Check each line of the data for "false", then give the number of lines that have it, without any other words.

[Data supplied — start]

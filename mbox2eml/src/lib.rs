//! mbox2eml: mbox archive to EML converter
//!
//! Splits an mbox file into standalone RFC 5322 messages, one numbered
//! `.eml` file per message.
//!
//! # Example
//!
//! ```no_run
//! let (converted, failed) = mbox2eml::convert("archive.mbox", "output")?;
//! println!("{converted} converted, {failed} failed");
//! # Ok::<(), mbox2eml::Mbox2EmlError>(())
//! ```
//!
//! # Modules
//!
//! - [`converter`]: The conversion routine
//! - [`archive`]: Opening and validating source archives
//! - [`mbox`]: mbox record splitting
//! - [`eml`]: Message serialization and `.eml` utilities
//! - [`config`]: Configuration management
//! - [`error`]: Error types and handling

pub mod archive;
pub mod config;
pub mod converter;
pub mod eml;
pub mod error;
pub mod logging;
pub mod mbox;

// Re-export commonly used types
pub use config::Config;
pub use converter::{convert, ConversionReport, Converter};
pub use error::{Mbox2EmlError, RecordError, Result};
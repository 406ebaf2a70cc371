//! Shared helpers for integration tests

#![allow(dead_code)]

use mail_builder::MessageBuilder;
use std::io::Write;
use std::path::{Path, PathBuf};

/// Builds mbox files the way a mail client appends to them
pub struct MboxWriter<W: Write> {
    writer: W,
    message_count: u64,
}

impl<W: Write> MboxWriter<W> {
    pub fn new(writer: W) -> Self {
        Self {
            writer,
            message_count: 0,
        }
    }

    /// Append a message, quoting body lines that start with `From `
    pub fn write_message(&mut self, from: &str, raw_message: &[u8]) -> std::io::Result<()> {
        let from_addr = if from.is_empty() { "MAILER-DAEMON" } else { from };
        writeln!(self.writer, "From {} Mon Jan  1 00:00:00 2024", from_addr)?;

        let mut in_body = false;
        let mut lines: Vec<&[u8]> = raw_message.split(|&b| b == b'\n').collect();
        if raw_message.ends_with(b"\n") {
            lines.pop();
        }
        for line in lines {
            if line.is_empty() || line == b"\r" {
                in_body = true;
            }
            let quotes = line.iter().take_while(|&&b| b == b'>').count();
            if in_body && line[quotes..].starts_with(b"From ") {
                self.writer.write_all(b">")?;
            }
            self.writer.write_all(line)?;
            self.writer.write_all(b"\n")?;
        }

        // Blank line separator
        writeln!(self.writer)?;

        self.message_count += 1;
        Ok(())
    }

    /// Append raw bytes with no quoting at all
    pub fn write_raw(&mut self, bytes: &[u8]) -> std::io::Result<()> {
        self.writer.write_all(bytes)
    }

    pub fn message_count(&self) -> u64 {
        self.message_count
    }

    pub fn finish(self) -> W {
        self.writer
    }
}

/// Write an mbox file containing `messages`
pub fn write_mbox(path: &Path, messages: &[Vec<u8>]) -> PathBuf {
    let mut writer = MboxWriter::new(Vec::new());
    for message in messages {
        writer.write_message("sender@example.com", message).unwrap();
    }
    std::fs::write(path, writer.finish()).unwrap();
    path.to_path_buf()
}

/// Simple text message, like a mail client would produce
pub fn test_email(subject: &str, body: &str) -> Vec<u8> {
    MessageBuilder::new()
        .from("sender@example.com")
        .to("recipient@example.com")
        .subject(subject)
        .text_body(body)
        .write_to_vec()
        .unwrap()
}

/// Whether the current process ignores file permission bits (e.g. root).
#[cfg(unix)]
pub fn permissions_are_bypassed(dir: &Path) -> bool {
    use std::os::unix::fs::PermissionsExt;

    let probe_dir = dir.join("permission-probe");
    std::fs::create_dir(&probe_dir).unwrap();
    std::fs::set_permissions(&probe_dir, std::fs::Permissions::from_mode(0o555)).unwrap();
    let bypassed = std::fs::write(probe_dir.join("x"), b"x").is_ok();
    std::fs::set_permissions(&probe_dir, std::fs::Permissions::from_mode(0o755)).unwrap();
    bypassed
}
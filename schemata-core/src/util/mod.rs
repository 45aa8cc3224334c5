// Licensed to the Apache Software Foundation (ASF) under one
// or more contributor license agreements.  See the NOTICE file
// distributed with this work for additional information
// regarding copyright ownership.  The ASF licenses this file
// to you under the Apache License, Version 2.0 (the
// "License"); you may not use this file except in compliance
// with the License.  You may obtain a copy of the License at
//
//   http://www.apache.org/licenses/LICENSE-2.0
//
// Unless required by applicable law or agreed to in writing,
// software distributed under the License is distributed on an
// "AS IS" BASIS, WITHOUT WARRANTIES OR CONDITIONS OF ANY
// KIND, either express or implied.  See the License for the
// specific language governing permissions and limitations
// under the License.


mod sync;

pub use sync::{Spinlock, SpinlockGuard};
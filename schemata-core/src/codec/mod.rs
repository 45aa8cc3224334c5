// Licensed to the Apache Software Foundation (ASF) under one
// or more contributor license agreements.  See the NOTICE file
// distributed with this work for additional information
// regarding copyright ownership.  The ASF licenses this file
// to you under the Apache License, Version 2.0 (the
// "License"); you may not use this file except in compliance
// with the License.  You may obtain a copy of the License at
//
//   http://www.apache.org/licenses/LICENSE-2.0
//
// Unless required by applicable law or agreed to in writing,
// software distributed under the License is distributed on an
// "AS IS" BASIS, WITHOUT WARRANTIES OR CONDITIONS OF ANY
// KIND, either express or implied.  See the License for the
// specific language governing permissions and limitations
// under the License.


//! Decoding and encoding between JSON text and schema trees.
//!
//! Decoding rides on `serde_json`: [`visit`] drives the deserializer with a
//! visitor that forwards each value to a [`Serializer`] hook, and
//! [`read_object`] feeds each member name to an [`ObjectSerializer`], which
//! decodes the value in place through a `DeserializeSeed`. Nothing is
//! buffered besides the output of the [`WriteContext`].

mod context;
mod core;
mod engine;

pub use self::context::{ReadContext, WriteContext};
pub use self::core::{Decode, ObjectSerializer, Serializer};
pub use self::engine::{
    decode_field, next_element, next_value, read_members, read_object, skip_unknown, visit,
};

use tracing::debug;

use crate::buffer::as_json_text;
use crate::config::Config;
use crate::error::Error;
use crate::pool::{Pool, Poolable, Pooled};
use crate::schema::Schema;
use crate::stream::StreamDecoder;

/// Entry point for decoding and encoding schemas.
///
/// A `Codec` is `Send + Sync` and may be shared across threads. Output
/// buffers are recycled through an internal pool.
///
/// ```rust
/// use schemata_core::codec::Codec;
///
/// let codec = Codec::default().max_depth(32).strict_enum(false);
/// let schema = codec.decode(br#"{"type": "string", "maxLength": 8}"#).unwrap();
/// assert_eq!(schema.max_length.value, 8);
/// let bytes = codec.encode(&schema).unwrap();
/// assert!(bytes.starts_with(br#"{"$schema":"#));
/// ```
pub struct Codec {
    config: Config,
    write_context_pool: Pool<WriteContext>,
}

impl Default for Codec {
    fn default() -> Self {
        Codec::with_config(Config::default())
    }
}

impl Codec {
    pub fn with_config(config: Config) -> Self {
        debug!(?config, "creating codec");
        Codec {
            config,
            write_context_pool: Pool::new(WriteContext::default),
        }
    }

    /// Sets the maximum nesting depth accepted by decode.
    ///
    /// Input nested deeper than this fails with
    /// [`Error::DepthExceed`] instead of consuming more stack. The default
    /// is 64. The tokenizer separately refuses nesting beyond 128 levels.
    pub fn max_depth(mut self, max_depth: u32) -> Self {
        self.config.max_depth = max_depth;
        self
    }

    /// Sets whether `"enum": []` is rejected. When disabled, an empty enum
    /// decodes as a present, empty list and is encoded back as `[]`.
    pub fn strict_enum(mut self, strict_enum: bool) -> Self {
        self.config.strict_enum = strict_enum;
        self
    }

    pub fn config(&self) -> &Config {
        &self.config
    }

    /// Decodes a root schema document.
    ///
    /// A root object without `$schema` is tagged with the draft-07
    /// meta-schema URL. Trailing non-whitespace input is an error. On error
    /// every node acquired so far has already been returned to its pool.
    pub fn decode(&self, bf: &[u8]) -> Result<Pooled<Schema>, Error> {
        let result = self.decode_value::<Schema>(bf).map(|mut schema| {
            schema.normalize_root();
            schema
        });
        if let Err(e) = &result {
            debug!(error = %e, "failed to decode schema");
        }
        result
    }

    /// Decodes a single value of any pooled type from `bf`.
    pub fn decode_value<T: Poolable + Serializer>(&self, bf: &[u8]) -> Result<Pooled<T>, Error> {
        let text = as_json_text(bf)?;
        let mut context = ReadContext::new(&self.config);
        decode_text(&mut context, text)
    }

    /// Iterates the JSON values in `bf` with this codec's
    /// configuration.
    pub fn decode_stream<'bf, T: Poolable + Serializer>(
        &self,
        bf: &'bf [u8],
    ) -> StreamDecoder<'bf, T> {
        StreamDecoder::with_config(bf, &self.config)
    }

    /// Encodes a root schema document. `$schema` is always written for an
    /// object root.
    pub fn encode(&self, schema: &Schema) -> Result<Vec<u8>, Error> {
        self.write_context_pool.borrow_mut(|context| {
            context.reset();
            schema.encode_root(context)?;
            Ok(context.writer.dump())
        })
    }

    /// Encodes any value with a wire form.
    pub fn encode_value<T: Serializer + ?Sized>(&self, value: &T) -> Result<Vec<u8>, Error> {
        self.write_context_pool.borrow_mut(|context| {
            context.reset();
            value.encode(context)?;
            Ok(context.writer.dump())
        })
    }

    /// Returns a decoded tree to the pools. Equivalent to dropping it.
    pub fn release(&self, schema: Pooled<Schema>) {
        crate::pool::release(schema)
    }
}

/// Decodes exactly one value from `text`; trailing non-whitespace input is
/// an error.
pub(crate) fn decode_text<T: Poolable + Serializer>(
    context: &mut ReadContext,
    text: &str,
) -> Result<Pooled<T>, Error> {
    context.reset();
    let mut de = serde_json::Deserializer::from_str(text);
    let mut value = Pooled::<T>::acquire();
    if let Err(err) = value.decode(context, &mut de) {
        return Err(context.take_error(err));
    }
    de.end().map_err(|err| {
        Error::invalid_data(format!(
            "trailing characters at line {} column {}",
            err.line(),
            err.column()
        ))
    })?;
    Ok(value)
}
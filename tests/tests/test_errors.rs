// Licensed to the Apache Software Foundation (ASF) under one
// or more contributor license agreements.  See the NOTICE file
// distributed with this work for additional information
// regarding copyright ownership.  The ASF licenses this file
// to you under the Apache License, Version 2.0 (the
// "License"); you may not use this file except in compliance
// with the License.  You may obtain a copy of the License at
//
//   http://www.apache.org/licenses/LICENSE-2.0
//
// Unless required by applicable law or agreed to in writing,
// software distributed under the License is distributed on an
// "AS IS" BASIS, WITHOUT WARRANTIES OR CONDITIONS OF ANY
// KIND, either express or implied.  See the License for the
// specific language governing permissions and limitations
// under the License.


use schemata::buffer::JsonKind;
use schemata::{Codec, Config, Error};

#[test]
fn test_empty_enum_is_rejected() {
    let err = schemata::decode(br#"{"enum": []}"#).unwrap_err();
    match &err {
        Error::Vocabulary { keyword, value, .. } => {
            assert_eq!(keyword, "enum");
            assert_eq!(value, "[]");
        }
        other => panic!("unexpected error {other:?}"),
    }
}

#[test]
fn test_empty_enum_allowed_when_not_strict() {
    let codec = Codec::default().strict_enum(false);
    assert!(!codec.config().is_strict_enum());
    let schema = codec.decode(br#"{"enum": []}"#).unwrap();
    assert!(schema.enumeration.as_ref().unwrap().is_empty());
    let bytes = codec.encode(&schema).unwrap();
    assert!(bytes.ends_with(br#""enum":[]}"#));
}

#[test]
fn test_malformed_scalar() {
    let err = schemata::decode(br#"{"maxLength": "abc"}"#).unwrap_err();
    match err {
        Error::TypeMismatch {
            keyword,
            found,
            line,
            column,
            ..
        } => {
            assert_eq!(keyword, "maxLength");
            assert_eq!(found, JsonKind::String);
            assert_eq!(line, 1);
            assert!(column > 0);
        }
        other => panic!("unexpected error {other:?}"),
    }
}

#[test]
fn test_integer_keywords() {
    let schema = schemata::decode(br#"{"maxLength": 3.0, "minItems": 2}"#).unwrap();
    assert_eq!(schema.max_length.value, 3);
    assert_eq!(schema.min_items.value, 2);
    let err = schemata::decode(br#"{"maxLength": 1.5}"#).unwrap_err();
    assert_eq!(err.keyword(), Some("maxLength"));
    assert!(matches!(err, Error::TypeMismatch { found: JsonKind::Number, .. }));
}

#[test]
fn test_wrong_kinds() {
    for (input, keyword) in [
        (&br#"{"title": 1}"#[..], "title"),
        (br#"{"readOnly": "yes"}"#, "readOnly"),
        (br#"{"minimum": "0"}"#, "minimum"),
        (br#"{"properties": []}"#, "properties"),
        (br#"{"definitions": {"a": 1}}"#, "definitions"),
        (br#"{"items": 3}"#, "items"),
        (br#"{"enum": {}}"#, "enum"),
        (br#"{"type": 1}"#, "type"),
        (br#"{"format": false}"#, "format"),
        (br#"{"allOf": {}}"#, "allOf"),
        (br#"{"dependencies": {"a": 1}}"#, "dependencies"),
        (br#"{"pattern": 1}"#, "pattern"),
    ] {
        let err = schemata::decode(input).unwrap_err();
        assert!(matches!(err, Error::TypeMismatch { .. }), "{keyword}: {err}");
        assert_eq!(err.keyword(), Some(keyword), "{err}");
    }
}

#[test]
fn test_mismatch_after_nested_schema_keeps_outer_keyword() {
    let err = schemata::decode(br#"{"properties": {"a": {"type": "string"}, "b": 5}}"#)
        .unwrap_err();
    assert!(matches!(err, Error::TypeMismatch { .. }), "{err}");
    assert_eq!(err.keyword(), Some("properties"));

    let err = schemata::decode(br#"{"allOf": [{"title": "x"}, 5]}"#).unwrap_err();
    assert!(matches!(err, Error::TypeMismatch { .. }), "{err}");
    assert_eq!(err.keyword(), Some("allOf"));

    let err = schemata::decode(br#"{"items": [{"not": {"minimum": 1}}, "x"]}"#).unwrap_err();
    assert_eq!(err.keyword(), Some("items"));

    let err = schemata::decode(
        br#"{"dependencies": {"a": {"required": ["b"]}, "c": [1]}}"#,
    )
    .unwrap_err();
    assert_eq!(err.keyword(), Some("dependencies"));
}

#[test]
fn test_invalid_pattern_properties() {
    let err = schemata::decode(br#"{"patternProperties": {"^ok$": {}, "([a-z": {}}}"#).unwrap_err();
    match err {
        Error::Vocabulary { keyword, value, .. } => {
            assert_eq!(keyword, "patternProperties");
            assert_eq!(value, "([a-z");
        }
        other => panic!("unexpected error {other:?}"),
    }
}

#[test]
fn test_invalid_pattern_after_nested_schema() {
    let err = schemata::decode(
        br#"{"patternProperties": {"^a": {"type": "string"}, "(": {}}}"#,
    )
    .unwrap_err();
    assert_eq!(err.keyword(), Some("patternProperties"));
}

#[test]
fn test_invalid_pattern() {
    let err = schemata::decode(br#"{"pattern": "a{2,1}"}"#).unwrap_err();
    assert!(matches!(err, Error::Vocabulary { .. }));
    assert_eq!(err.keyword(), Some("pattern"));
}

#[test]
fn test_syntax_errors() {
    for input in [
        &b"{"[..],
        b"{\"title\" \"x\"}",
        b"{\"title\": \"x\",}",
        b"{title: 1}",
        b"{\"readOnly\": tru}",
        b"{\"title\": \"unterminated}",
        b"{\"maxLength\": 01}",
        b"",
        b"   ",
    ] {
        let err = schemata::decode(input).unwrap_err();
        assert!(
            matches!(err, Error::Syntax { .. } | Error::UnexpectedEof { .. }),
            "{}: {err}",
            String::from_utf8_lossy(input)
        );
    }
}

#[test]
fn test_trailing_data() {
    let err = schemata::decode(br#"{"title": "a"} {}"#).unwrap_err();
    assert!(matches!(err, Error::InvalidData(_)));
    assert!(schemata::decode(b"{}  \n\t").is_ok());
}

#[test]
fn test_invalid_utf8() {
    let err = schemata::decode(b"{\"title\": \"\xff\"}").unwrap_err();
    assert!(matches!(err, Error::Syntax { .. }));
}

#[test]
fn test_out_of_range_numbers() {
    for input in [
        &br#"{"maximum": 1e400}"#[..],
        br#"{"minimum": -1e400}"#,
        br#"{"default": [1, 2e999]}"#,
    ] {
        let err = schemata::decode(input).unwrap_err();
        assert!(
            matches!(err, Error::Syntax { .. }),
            "{}: {err}",
            String::from_utf8_lossy(input)
        );
    }
    let schema = schemata::decode(br#"{"maximum": 1.7976931348623157e308, "minimum": 1e-400}"#)
        .unwrap();
    assert_eq!(schema.maximum.value, f64::MAX);
    assert_eq!(schema.minimum.value, 0.0);
    assert!(schemata::encode(&schema).is_ok());
}

#[test]
fn test_depth_limit() {
    let codec = Codec::default().max_depth(4);
    assert_eq!(codec.config().max_depth(), 4);
    assert!(codec.decode(br#"{"not": {"not": {"not": {}}}}"#).is_ok());
    let err = codec.decode(br#"{"not": {"not": {"not": {"not": {}}}}}"#).unwrap_err();
    assert!(matches!(err, Error::DepthExceed(_)));
}

#[test]
fn test_nested_not_at_default_depth_limit() {
    let max_depth = Config::default().max_depth();
    let nested = |levels: u32| {
        let levels = levels as usize;
        r#"{"not": "#.repeat(levels) + "{}" + &"}".repeat(levels)
    };

    let schema = schemata::decode(nested(max_depth - 1).as_bytes()).unwrap();
    let mut chain = 0;
    let mut node = &*schema;
    while let Some(next) = node.not.as_deref() {
        chain += 1;
        node = next;
    }
    assert_eq!(chain, max_depth - 1);
    let bytes = schemata::encode(&schema).unwrap();
    assert_eq!(*schemata::decode(&bytes).unwrap(), *schema);

    let err = schemata::decode(nested(max_depth).as_bytes()).unwrap_err();
    assert!(matches!(err, Error::DepthExceed(_)), "{err}");
}

#[test]
fn test_depth_beyond_tokenizer_limit() {
    let codec = Codec::default().max_depth(1_000);
    let input = "[".repeat(200) + &"]".repeat(200);
    let document = format!(r#"{{"default": {input}}}"#);
    let err = codec.decode(document.as_bytes()).unwrap_err();
    assert!(matches!(err, Error::DepthExceed(_)), "{err}");
}

#[test]
fn test_default_depth_limit_stops_deep_input() {
    let depth = 10_000;
    let input = "[".repeat(depth) + &"]".repeat(depth);
    let document = format!(r#"{{"default": {input}}}"#);
    let err = schemata::decode(document.as_bytes()).unwrap_err();
    assert!(matches!(err, Error::DepthExceed(_)));
}

#[test]
fn test_deep_unknown_keyword_is_skipped_iteratively() {
    let depth = 100_000;
    let input = "[".repeat(depth) + &"]".repeat(depth);
    let document = format!(r#"{{"x-deep": {input}, "title": "t"}}"#);
    let schema = schemata::decode(document.as_bytes()).unwrap();
    assert_eq!(schema.title.as_str(), "t");
}

#[test]
fn test_error_messages() {
    let err = schemata::decode(br#"{"type": "strnig"}"#).unwrap_err();
    assert_eq!(
        err.to_string(),
        r#"keyword `type`: invalid value "strnig": unknown type name"#
    );
    let err = schemata::decode(b"{").unwrap_err();
    assert!(
        err.to_string().starts_with("unexpected end of input at line 1"),
        "{err}"
    );
    let err = schemata::decode(b"{\n  \"title\": 1\n}").unwrap_err();
    assert_eq!(err.position().map(|(line, _)| line), Some(2));
}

[Data supplied — finish]

> _Response to the task_
4